# Memory card for 5D IV - 64GB Lexar 1066?



## xps (Sep 18, 2016)

I am looking for two new CF cards for my 5D IV. 
My choice: Lexar CompactFlash Card (CF) Professional UDMA 1066x 64GB (It is 25% off today)
Is this fast enough for 4K?


On http://www.cameramemoryspeed.com this card is one of the fastest.


----------



## hovland (Oct 8, 2016)

xps said:


> I am looking for two new CF cards for my 5D IV.
> My choice: Lexar CompactFlash Card (CF) Professional UDMA 1066x 64GB (It is 25% off today)
> Is this fast enough for 4K?
> 
> ...



I have the 256Gb Lexar 1066x, and it works fine with 4k


----------



## Besisika (Oct 8, 2016)

xps said:


> I am looking for two new CF cards for my 5D IV.
> My choice: Lexar CompactFlash Card (CF) Professional UDMA 1066x 64GB (It is 25% off today)
> Is this fast enough for 4K?
> 
> ...


Yes, works on 1DX II so you should be fine. I own two, for both video and still.


----------



## xps (Oct 8, 2016)

Thanks for your reply.
It works fine, indeed. No visible difference to the more expensive Sandisk cards.

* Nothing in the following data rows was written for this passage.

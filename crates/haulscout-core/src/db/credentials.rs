use super::Database;
use crate::{Credentials, HaulError, Result};
use chrono::Utc;
use tracing::debug;

impl Database {
    /// Stores sealed credentials for a user, replacing any previous set and
    /// marking them valid again.
    pub async fn upsert_credentials(&self, credentials: &Credentials) -> Result<()> {
        sqlx::query(
            r#"
            INSERT INTO credentials (
                user_id, email_enc, session_cookie_enc, csrf_token_enc,
                is_valid, last_validated_at, created_at, updated_at
            ) VALUES (?, ?, ?, ?, ?, ?, ?, ?)
            ON CONFLICT(user_id) DO UPDATE SET
                email_enc = excluded.email_enc,
                session_cookie_enc = excluded.session_cookie_enc,
                csrf_token_enc = excluded.csrf_token_enc,
                is_valid = excluded.is_valid,
                last_validated_at = excluded.last_validated_at,
                updated_at = excluded.updated_at
            "#,
        )
        .bind(&credentials.user_id)
        .bind(&credentials.email_enc)
        .bind(&credentials.session_cookie_enc)
        .bind(&credentials.csrf_token_enc)
        .bind(credentials.is_valid)
        .bind(credentials.last_validated_at)
        .bind(credentials.created_at)
        .bind(credentials.updated_at)
        .execute(&self.pool)
        .await?;

        debug!("Stored credentials for user {}", credentials.user_id);
        Ok(())
    }

    pub async fn get_credentials(&self, user_id: &str) -> Result<Option<Credentials>> {
        let credentials = sqlx::query_as::<_, Credentials>("SELECT * FROM credentials WHERE user_id = ?")
            .bind(user_id)
            .fetch_optional(&self.pool)
            .await?;
        Ok(credentials)
    }

    /// Records the outcome of a session check.
    pub async fn mark_credentials_validity(&self, user_id: &str, is_valid: bool) -> Result<()> {
        let now = Utc::now();
        let result = sqlx::query(
            "UPDATE credentials SET is_valid = ?, last_validated_at = ?, updated_at = ? WHERE user_id = ?",
        )
        .bind(is_valid)
        .bind(now)
        .bind(now)
        .bind(user_id)
        .execute(&self.pool)
        .await?;

        if result.rows_affected() == 0 {
            return Err(HaulError::NotFound(format!("credentials for user {}", user_id)));
        }
        Ok(())
    }
}
use crate::text::join_city_state;
use crate::{HaulError, Result};
use chrono::{DateTime, Utc};
use serde::{Deserialize, Serialize};
use std::fmt;
use std::str::FromStr;

/// Progress of the most recent scan for a criteria record.
#[derive(Debug, Clone, Copy, PartialEq, Eq, Serialize, Deserialize)]
#[serde(rename_all = "snake_case")]
pub enum ScanStatus {
    Scanning,
    Success,
    Error,
}

impl ScanStatus {
    pub fn as_str(&self) -> &'static str {
        match self {
            ScanStatus::Scanning => "scanning",
            ScanStatus::Success => "success",
            ScanStatus::Error => "error",
        }
    }
}

impl fmt::Display for ScanStatus {
    fn fmt(&self, f: &mut fmt::Formatter<'_>) -> fmt::Result {
        f.write_str(self.as_str())
    }
}

impl FromStr for ScanStatus {
    type Err = HaulError;

    fn from_str(s: &str) -> Result<Self> {
        match s {
            "scanning" => Ok(ScanStatus::Scanning),
            "success" => Ok(ScanStatus::Success),
            "error" => Ok(ScanStatus::Error),
            _ => Err(HaulError::Invalid(format!("scan status: {}", s))),
        }
    }
}

/// A user's saved load search.
#[derive(Debug, Clone, PartialEq, Serialize, Deserialize)]
pub struct SearchCriteria {
    pub id: Option<i64>,
    pub user_id: String,
    pub origin_city: Option<String>,
    pub origin_state: Option<String>,
    pub destination_city: Option<String>,
    pub destination_state: Option<String>,
    /// Pickup radius in miles.
    pub pickup_distance: Option<i64>,
    pub equipment_type: Option<String>,
    pub min_rate: Option<f64>,
    pub min_weight: Option<f64>,
    pub max_weight: Option<f64>,
    pub booking_type: Option<String>,
    pub backhaul: bool,
    pub scan_status: Option<ScanStatus>,
    pub scan_error: Option<String>,
    pub last_scan_count: Option<i64>,
    pub last_scanned_at: Option<DateTime<Utc>>,
    pub deleted_at: Option<DateTime<Utc>>,
    pub created_at: DateTime<Utc>,
    pub updated_at: DateTime<Utc>,
}

impl SearchCriteria {
    pub fn new(user_id: impl Into<String>) -> Self {
        let now = Utc::now();
        Self {
            id: None,
            user_id: user_id.into(),
            origin_city: None,
            origin_state: None,
            destination_city: None,
            destination_state: None,
            pickup_distance: None,
            equipment_type: None,
            min_rate: None,
            min_weight: None,
            max_weight: None,
            booking_type: None,
            backhaul: false,
            scan_status: None,
            scan_error: None,
            last_scan_count: None,
            last_scanned_at: None,
            deleted_at: None,
            created_at: now,
            updated_at: now,
        }
    }

    /// Trims text fields, drops blanks and upper-cases state codes.
    pub fn normalized(&self) -> Self {
        fn clean(value: &Option<String>) -> Option<String> {
            value.as_deref().map(str::trim).filter(|v| !v.is_empty()).map(String::from)
        }

        Self {
            origin_city: clean(&self.origin_city),
            origin_state: clean(&self.origin_state).map(|s| s.to_uppercase()),
            destination_city: clean(&self.destination_city),
            destination_state: clean(&self.destination_state).map(|s| s.to_uppercase()),
            equipment_type: clean(&self.equipment_type),
            booking_type: clean(&self.booking_type),
            pickup_distance: self.pickup_distance.filter(|d| *d > 0),
            ..self.clone()
        }
    }

    pub fn origin_label(&self) -> Option<String> {
        join_city_state(self.origin_city.as_deref(), self.origin_state.as_deref())
    }

    pub fn destination_label(&self) -> Option<String> {
        join_city_state(self.destination_city.as_deref(), self.destination_state.as_deref())
    }

    pub fn is_deleted(&self) -> bool {
        self.deleted_at.is_some()
    }
}
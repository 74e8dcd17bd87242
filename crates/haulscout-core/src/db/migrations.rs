use sqlx::query::Query;
use sqlx::sqlite::{Sqlite, SqliteArguments, SqlitePool};
use std::collections::BTreeSet;
use std::fmt;
use tracing::debug;

#[derive(Clone, Debug)]
pub struct Migration {
    pub version: i32,
    up: &'static str,
    down: &'static str,
}

impl Migration {
    pub const fn new(version: i32, up: &'static str, down: &'static str) -> Self {
        Self { version, up, down }
    }
}

impl fmt::Display for Migration {
    fn fmt(&self, f: &mut fmt::Formatter<'_>) -> fmt::Result {
        write!(f, "Migration {}", self.version)
    }
}

pub const MIGRATIONS: &[Migration] = &[
    Migration::new(
        1,
        r#"
        CREATE TABLE IF NOT EXISTS credentials (
            user_id TEXT PRIMARY KEY,
            email_enc TEXT NOT NULL,
            session_cookie_enc TEXT NOT NULL,
            csrf_token_enc TEXT NOT NULL,
            is_valid INTEGER NOT NULL DEFAULT 1,
            last_validated_at TEXT,
            created_at TEXT NOT NULL,
            updated_at TEXT NOT NULL
        )
        "#,
        "DROP TABLE IF EXISTS credentials",
    ),
    Migration::new(
        2,
        r#"
        CREATE TABLE IF NOT EXISTS search_criteria (
            id INTEGER PRIMARY KEY AUTOINCREMENT,
            user_id TEXT NOT NULL,
            origin_city TEXT,
            origin_state TEXT,
            destination_city TEXT,
            destination_state TEXT,
            pickup_distance INTEGER,
            equipment_type TEXT,
            min_rate REAL,
            min_weight REAL,
            max_weight REAL,
            booking_type TEXT,
            backhaul INTEGER NOT NULL DEFAULT 0,
            scan_status TEXT CHECK(scan_status IN ('scanning', 'success', 'error')),
            scan_error TEXT,
            last_scan_count INTEGER,
            last_scanned_at TEXT,
            deleted_at TEXT,
            created_at TEXT NOT NULL,
            updated_at TEXT NOT NULL
        );
        CREATE INDEX IF NOT EXISTS idx_search_criteria_user ON search_criteria(user_id);
        "#,
        r#"
        DROP INDEX IF EXISTS idx_search_criteria_user;
        DROP TABLE IF EXISTS search_criteria;
        "#,
    ),
    Migration::new(
        3,
        r#"
        CREATE TABLE IF NOT EXISTS found_loads (
            id INTEGER PRIMARY KEY AUTOINCREMENT,
            criteria_id INTEGER NOT NULL,
            load_id TEXT NOT NULL,
            details TEXT NOT NULL,
            created_at TEXT NOT NULL,
            FOREIGN KEY(criteria_id) REFERENCES search_criteria(id) ON DELETE CASCADE,
            UNIQUE(criteria_id, load_id)
        )
        "#,
        "DROP TABLE IF EXISTS found_loads",
    ),
    Migration::new(
        4,
        r#"
        CREATE TABLE IF NOT EXISTS saved_loads (
            id INTEGER PRIMARY KEY AUTOINCREMENT,
            user_id TEXT NOT NULL,
            found_load_id INTEGER,
            load_id TEXT NOT NULL,
            details TEXT NOT NULL,
            status TEXT NOT NULL DEFAULT 'interested' CHECK(status IN ('interested', 'trash')),
            created_at TEXT NOT NULL,
            updated_at TEXT NOT NULL,
            FOREIGN KEY(found_load_id) REFERENCES found_loads(id) ON DELETE SET NULL,
            UNIQUE(user_id, load_id)
        )
        "#,
        "DROP TABLE IF EXISTS saved_loads",
    ),
    Migration::new(
        5,
        r#"
        CREATE TABLE IF NOT EXISTS suggested_backhauls (
            id INTEGER PRIMARY KEY AUTOINCREMENT,
            saved_load_id INTEGER NOT NULL UNIQUE,
            status TEXT NOT NULL CHECK(status IN ('pending', 'searching', 'found', 'no_results', 'no_preferences', 'error')),
            best_rate REAL,
            best_rpm REAL,
            result_count INTEGER NOT NULL DEFAULT 0,
            top_loads TEXT NOT NULL DEFAULT '[]',
            error TEXT,
            created_at TEXT NOT NULL,
            updated_at TEXT NOT NULL,
            FOREIGN KEY(saved_load_id) REFERENCES saved_loads(id) ON DELETE CASCADE
        )
        "#,
        "DROP TABLE IF EXISTS suggested_backhauls",
    ),
];

const CREATE_LEDGER: &str = "CREATE TABLE IF NOT EXISTS schema_migrations (
    version INTEGER PRIMARY KEY,
    applied_at TEXT NOT NULL
)";

async fn applied_versions(pool: &SqlitePool) -> Result<BTreeSet<i32>, sqlx::Error> {
    sqlx::query(CREATE_LEDGER).execute(pool).await?;
    let versions: Vec<i32> = sqlx::query_scalar("SELECT version FROM schema_migrations")
        .fetch_all(pool)
        .await?;
    Ok(versions.into_iter().collect())
}

/// Runs one step and its ledger change in a single transaction, so a failed
/// step leaves neither its schema change nor its ledger row behind.
async fn run_step<'a>(
    pool: &SqlitePool,
    sql: &str,
    ledger: Query<'a, Sqlite, SqliteArguments<'a>>,
) -> Result<(), sqlx::Error> {
    let mut tx = pool.begin().await?;
    sqlx::query(sql).execute(&mut *tx).await?;
    ledger.execute(&mut *tx).await?;
    tx.commit().await
}

async fn apply_pending(pool: &SqlitePool, migrations: &[Migration]) -> Result<usize, sqlx::Error> {
    let applied = applied_versions(pool).await?;
    let mut count = 0;
    for migration in migrations.iter().filter(|m| !applied.contains(&m.version)) {
        debug!("Applying {}", migration);
        let record = sqlx::query("INSERT INTO schema_migrations (version, applied_at) VALUES (?, ?)")
            .bind(migration.version)
            .bind(chrono::Utc::now());
        run_step(pool, migration.up, record).await?;
        count += 1;
    }
    Ok(count)
}

async fn roll_back(pool: &SqlitePool, migrations: &[Migration], target_version: i32) -> Result<usize, sqlx::Error> {
    let applied = applied_versions(pool).await?;
    let mut count = 0;
    for migration in migrations
        .iter()
        .rev()
        .filter(|m| m.version > target_version && applied.contains(&m.version))
    {
        debug!("Rolling back {}", migration);
        let forget = sqlx::query("DELETE FROM schema_migrations WHERE version = ?").bind(migration.version);
        run_step(pool, migration.down, forget).await?;
        count += 1;
    }
    Ok(count)
}

/// Applies every migration not yet recorded, oldest first.
pub async fn apply_migrations(pool: &SqlitePool) -> Result<(), sqlx::Error> {
    let count = apply_pending(pool, MIGRATIONS).await?;
    if count > 0 {
        debug!("Applied {} migrations", count);
    }
    Ok(())
}

/// Rolls back every applied migration newer than `target_version`, newest first.
pub async fn rollback_to(pool: &SqlitePool, target_version: i32) -> Result<(), sqlx::Error> {
    roll_back(pool, MIGRATIONS, target_version).await?;
    Ok(())
}

pub async fn get_applied_migrations(pool: &SqlitePool) -> Result<Vec<Migration>, sqlx::Error> {
    let applied = applied_versions(pool).await?;
    Ok(MIGRATIONS
        .iter()
        .filter(|m| applied.contains(&m.version))
        .cloned()
        .collect())
}
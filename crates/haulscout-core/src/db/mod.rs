pub mod migrations;
pub mod queries;

mod credentials;
mod criteria;
mod loads;
mod rows;

pub use migrations::{apply_migrations, get_applied_migrations, rollback_to, Migration, MIGRATIONS};
pub use queries::CriteriaQueryBuilder;

use crate::Result;
use sqlx::sqlite::{SqliteConnectOptions, SqlitePool, SqlitePoolOptions};
use std::path::Path;
use std::str::FromStr;
use tracing::debug;

#[derive(Clone, Debug)]
pub struct Database {
    pool: SqlitePool,
}

impl Database {
    /// Opens (creating if needed) the database file and applies pending migrations.
    pub async fn new(db_path: impl AsRef<Path>) -> Result<Self> {
        let db_path = db_path.as_ref();
        if let Some(parent) = db_path.parent() {
            if !parent.as_os_str().is_empty() {
                std::fs::create_dir_all(parent)?;
            }
        }

        let options = SqliteConnectOptions::from_str(&format!("sqlite:{}", db_path.display()))?
            .create_if_missing(true)
            .foreign_keys(true);
        let pool = SqlitePoolOptions::new().connect_with(options).await?;

        let db = Self { pool };
        db.migrate().await?;
        Ok(db)
    }

    /// A private in-memory database on a single connection.
    pub async fn in_memory() -> Result<Self> {
        let options = SqliteConnectOptions::from_str("sqlite::memory:")?.foreign_keys(true);
        let pool = SqlitePoolOptions::new()
            .max_connections(1)
            .connect_with(options)
            .await?;

        let db = Self { pool };
        db.migrate().await?;
        Ok(db)
    }

    pub fn pool(&self) -> &SqlitePool {
        &self.pool
    }

    pub async fn migrate(&self) -> Result<()> {
        debug!("Running database migrations");
        apply_migrations(&self.pool).await?;
        Ok(())
    }

    pub async fn rollback(&self, target_version: i32) -> Result<()> {
        rollback_to(&self.pool, target_version).await?;
        Ok(())
    }

    pub async fn get_applied_migrations(&self) -> Result<Vec<i32>> {
        Ok(get_applied_migrations(&self.pool)
            .await?
            .into_iter()
            .map(|m| m.version)
            .collect())
    }
}
use haulscout_core::{Database, SearchCriteria};
use tempfile::tempdir;

#[tokio::test]
async fn test_rollback_and_reapply() -> Result<(), Box<dyn std::error::Error>> {
    let temp_dir = tempdir()?;
    let db_path = temp_dir.path().join("nested").join("haulscout.db");
    let db = Database::new(&db_path).await?;

    assert_eq!(db.get_applied_migrations().await?, vec![1, 2, 3, 4, 5]);

    db.rollback(1).await?;
    assert_eq!(db.get_applied_migrations().await?, vec![1]);

    db.migrate().await?;
    db.migrate().await?;
    assert_eq!(db.get_applied_migrations().await?, vec![1, 2, 3, 4, 5]);

    Ok(())
}

#[tokio::test]
async fn test_data_survives_reopen() -> Result<(), Box<dyn std::error::Error>> {
    let temp_dir = tempdir()?;
    let db_path = temp_dir.path().join("haulscout.db");

    let id = {
        let db = Database::new(&db_path).await?;
        let mut criteria = SearchCriteria { origin_city: Some("Gary".to_string()), ..SearchCriteria::new("user-1") };
        db.create_criteria(&mut criteria).await?
    };

    let db = Database::new(&db_path).await?;
    let criteria = db.get_criteria(id).await?.ok_or("criteria missing after reopen")?;
    assert_eq!(criteria.origin_city.as_deref(), Some("Gary"));

    Ok(())
}
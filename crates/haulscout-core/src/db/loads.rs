use super::Database;
use crate::{
    BackhaulStatus, FoundLoad, HaulError, Result, SavedLoad, SavedLoadStatus, ScrapedLoad,
    SuggestedBackhaul,
};
use chrono::Utc;
use sqlx::FromRow;
use std::collections::HashSet;
use tracing::{debug, warn};

impl Database {
    pub async fn existing_load_ids(&self, criteria_id: i64) -> Result<HashSet<String>> {
        let ids: Vec<String> = sqlx::query_scalar("SELECT load_id FROM found_loads WHERE criteria_id = ?")
            .bind(criteria_id)
            .fetch_all(&self.pool)
            .await?;
        Ok(ids.into_iter().collect())
    }

    /// Stores the loads whose marketplace ID has not been seen for this
    /// criteria and returns how many were inserted.
    ///
    /// The seen-ID check is a read followed by a write; two concurrent scans
    /// of the same criteria fall back on the unique constraint.
    pub async fn insert_new_loads(&self, criteria_id: i64, loads: &[ScrapedLoad]) -> Result<usize> {
        let mut seen = self.existing_load_ids(criteria_id).await?;
        let now = Utc::now();
        let mut inserted = 0;

        let mut tx = self.pool.begin().await?;
        for load in loads {
            if !seen.insert(load.id.clone()) {
                continue;
            }
            let details = serde_json::to_string(load)?;
            let result = sqlx::query(
                r#"
                INSERT OR IGNORE INTO found_loads (criteria_id, load_id, details, created_at)
                VALUES (?, ?, ?, ?)
                "#,
            )
            .bind(criteria_id)
            .bind(&load.id)
            .bind(details)
            .bind(now)
            .execute(&mut *tx)
            .await?;
            inserted += result.rows_affected() as usize;
        }
        tx.commit().await?;

        debug!("Inserted {} of {} loads for criteria {}", inserted, loads.len(), criteria_id);
        Ok(inserted)
    }

    /// Found loads for a criteria, oldest first. Rows whose details cannot be
    /// read are logged and skipped.
    pub async fn list_found_loads(&self, criteria_id: i64) -> Result<Vec<FoundLoad>> {
        let rows = sqlx::query("SELECT * FROM found_loads WHERE criteria_id = ? ORDER BY id")
            .bind(criteria_id)
            .fetch_all(&self.pool)
            .await?;

        Ok(rows
            .iter()
            .filter_map(|row| match FoundLoad::from_row(row) {
                Ok(load) => Some(load),
                Err(e) => {
                    warn!("Skipping unreadable found load for criteria {}: {}", criteria_id, e);
                    None
                }
            })
            .collect())
    }

    pub async fn get_found_load(&self, id: i64) -> Result<Option<FoundLoad>> {
        let load = sqlx::query_as::<_, FoundLoad>("SELECT * FROM found_loads WHERE id = ?")
            .bind(id)
            .fetch_optional(&self.pool)
            .await?;
        Ok(load)
    }

    /// Flags a load as interesting. Saving a load the user already has moves
    /// it back to `interested`.
    pub async fn save_load(&self, saved: &mut SavedLoad) -> Result<i64> {
        let now = Utc::now();
        saved.status = SavedLoadStatus::Interested;
        saved.updated_at = now;
        let details = serde_json::to_string(&saved.details)?;

        sqlx::query(
            r#"
            INSERT INTO saved_loads (user_id, found_load_id, load_id, details, status, created_at, updated_at)
            VALUES (?, ?, ?, ?, ?, ?, ?)
            ON CONFLICT(user_id, load_id) DO UPDATE SET
                details = excluded.details,
                found_load_id = COALESCE(excluded.found_load_id, saved_loads.found_load_id),
                status = excluded.status,
                updated_at = excluded.updated_at
            "#,
        )
        .bind(&saved.user_id)
        .bind(saved.found_load_id)
        .bind(&saved.load_id)
        .bind(details)
        .bind(saved.status.as_str())
        .bind(saved.created_at)
        .bind(saved.updated_at)
        .execute(&self.pool)
        .await?;

        let id: i64 = sqlx::query_scalar("SELECT id FROM saved_loads WHERE user_id = ? AND load_id = ?")
            .bind(&saved.user_id)
            .bind(&saved.load_id)
            .fetch_one(&self.pool)
            .await?;
        saved.id = Some(id);
        Ok(id)
    }

    /// Copies a found load into the user's saved loads. Loads found by
    /// another user's criteria are treated as missing.
    pub async fn save_found_load(&self, user_id: &str, found_load_id: i64) -> Result<SavedLoad> {
        let not_found = || HaulError::NotFound(format!("found load {}", found_load_id));
        let found = self.get_found_load(found_load_id).await?.ok_or_else(not_found)?;
        if self.get_user_criteria(user_id, found.criteria_id).await?.is_none() {
            return Err(not_found());
        }
        let mut saved = SavedLoad::new(user_id, found.id, found.details);
        self.save_load(&mut saved).await?;
        Ok(saved)
    }

    pub async fn get_saved_load(&self, id: i64) -> Result<Option<SavedLoad>> {
        let saved = sqlx::query_as::<_, SavedLoad>("SELECT * FROM saved_loads WHERE id = ?")
            .bind(id)
            .fetch_optional(&self.pool)
            .await?;
        Ok(saved)
    }

    pub async fn list_saved_loads(&self, user_id: &str, status: SavedLoadStatus) -> Result<Vec<SavedLoad>> {
        let rows = sqlx::query("SELECT * FROM saved_loads WHERE user_id = ? AND status = ? ORDER BY updated_at DESC, id DESC")
            .bind(user_id)
            .bind(status.as_str())
            .fetch_all(&self.pool)
            .await?;

        Ok(rows
            .iter()
            .filter_map(|row| match SavedLoad::from_row(row) {
                Ok(saved) => Some(saved),
                Err(e) => {
                    warn!("Skipping unreadable saved load for user {}: {}", user_id, e);
                    None
                }
            })
            .collect())
    }

    pub async fn set_saved_load_status(&self, id: i64, status: SavedLoadStatus) -> Result<()> {
        let result = sqlx::query("UPDATE saved_loads SET status = ?, updated_at = ? WHERE id = ?")
            .bind(status.as_str())
            .bind(Utc::now())
            .bind(id)
            .execute(&self.pool)
            .await?;

        if result.rows_affected() == 0 {
            return Err(HaulError::NotFound(format!("saved load {}", id)));
        }
        Ok(())
    }

    /// Permanently removes a saved load and its backhaul suggestion.
    pub async fn remove_saved_load(&self, id: i64) -> Result<()> {
        let mut tx = self.pool.begin().await?;
        sqlx::query("DELETE FROM suggested_backhauls WHERE saved_load_id = ?")
            .bind(id)
            .execute(&mut *tx)
            .await?;
        let result = sqlx::query("DELETE FROM saved_loads WHERE id = ?")
            .bind(id)
            .execute(&mut *tx)
            .await?;
        tx.commit().await?;

        if result.rows_affected() == 0 {
            return Err(HaulError::NotFound(format!("saved load {}", id)));
        }
        Ok(())
    }

    /// Creates the suggestion row for a saved load, or resets an existing one
    /// to `pending`.
    pub async fn start_backhaul(&self, saved_load_id: i64) -> Result<SuggestedBackhaul> {
        let mut backhaul = SuggestedBackhaul::pending(saved_load_id);
        let id: i64 = sqlx::query_scalar(
            r#"
            INSERT INTO suggested_backhauls (saved_load_id, status, result_count, top_loads, created_at, updated_at)
            VALUES (?, ?, 0, '[]', ?, ?)
            ON CONFLICT(saved_load_id) DO UPDATE SET
                status = excluded.status,
                best_rate = NULL,
                best_rpm = NULL,
                result_count = 0,
                top_loads = '[]',
                error = NULL,
                updated_at = excluded.updated_at
            RETURNING id
            "#,
        )
        .bind(saved_load_id)
        .bind(BackhaulStatus::Pending.as_str())
        .bind(backhaul.created_at)
        .bind(backhaul.updated_at)
        .fetch_one(&self.pool)
        .await?;

        backhaul.id = Some(id);
        Ok(backhaul)
    }

    pub async fn update_backhaul(&self, backhaul: &SuggestedBackhaul) -> Result<()> {
        let top_loads = serde_json::to_string(&backhaul.top_loads)?;
        sqlx::query(
            r#"
            UPDATE suggested_backhauls SET
                status = ?,
                best_rate = ?,
                best_rpm = ?,
                result_count = ?,
                top_loads = ?,
                error = ?,
                updated_at = ?
            WHERE saved_load_id = ?
            "#,
        )
        .bind(backhaul.status.as_str())
        .bind(backhaul.best_rate)
        .bind(backhaul.best_rpm)
        .bind(backhaul.result_count)
        .bind(top_loads)
        .bind(&backhaul.error)
        .bind(backhaul.updated_at)
        .bind(backhaul.saved_load_id)
        .execute(&self.pool)
        .await?;
        Ok(())
    }

    pub async fn get_backhaul(&self, saved_load_id: i64) -> Result<Option<SuggestedBackhaul>> {
        let backhaul = sqlx::query_as::<_, SuggestedBackhaul>(
            "SELECT * FROM suggested_backhauls WHERE saved_load_id = ?",
        )
        .bind(saved_load_id)
        .fetch_optional(&self.pool)
        .await?;
        Ok(backhaul)
    }
}
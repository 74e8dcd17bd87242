use haulscout_core::{write_loads_csv, MarketplaceConfig, SearchCriteria};
use haulscout_integration_tests::*;
use haulscout_scrapers::run_criteria_scan;
use tempfile::tempdir;

#[tokio::test]
async fn test_export_found_loads() -> Result<(), Box<dyn std::error::Error>> {
    let config = MarketplaceConfig::default();
    let site = MockSite::new();
    site.serve(
        &config.search_path,
        search_page(
            &config,
            &[
                load_card("LB-1", "Chicago, IL", "Dallas, TX", "$1,840", "Dry Van | 920 mi | 40,000 lbs"),
                load_card("LB-2", "Chicago, IL", "Omaha, NE", "Call", ""),
            ],
        ),
    );
    let pipeline = pipeline(MockLauncher::new(site, config.clone()), config);
    let db = connected_db().await;
    let mut criteria = SearchCriteria { origin_city: Some("Chicago".to_string()), ..SearchCriteria::new(USER) };
    let criteria_id = db.create_criteria(&mut criteria).await?;
    run_criteria_scan(&db, &pipeline, &cipher(), criteria_id).await?;

    let temp_dir = tempdir()?;
    let path = temp_dir.path().join("loads.csv");
    let found = db.list_found_loads(criteria_id).await?;
    write_loads_csv(std::fs::File::create(&path)?, &found)?;

    let exported = std::fs::read_to_string(&path)?;
    let lines: Vec<&str> = exported.lines().collect();
    assert_eq!(lines.len(), 3);
    assert!(lines[0].starts_with("Criteria,Load ID,Origin,Destination,Rate"));
    assert!(lines.contains(&format!("{},LB-1,\"Chicago, IL\",\"Dallas, TX\",1840,2,920,40000,Dry Van,Acme Logistics,Mon 10/21", criteria_id).as_str()));
    assert!(lines.contains(&format!("{},LB-2,\"Chicago, IL\",\"Omaha, NE\",,,,,Unknown,Acme Logistics,Mon 10/21", criteria_id).as_str()));

    Ok(())
}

Works in my cam now for some weeks. File count is >10k now. 
I´ll try filming the next days, when the weather gets better again...


----------



## scottkinfw (Oct 8, 2016)

xps said:


> I am looking for two new CF cards for my 5D IV.
> My choice: Lexar CompactFlash Card (CF) Professional UDMA 1066x 64GB (It is 25% off today)
> Is this fast enough for 4K?
> 
> ...



Got one for my 1DX, shot thousands of pics, works just fine, and fast.

Scott


----------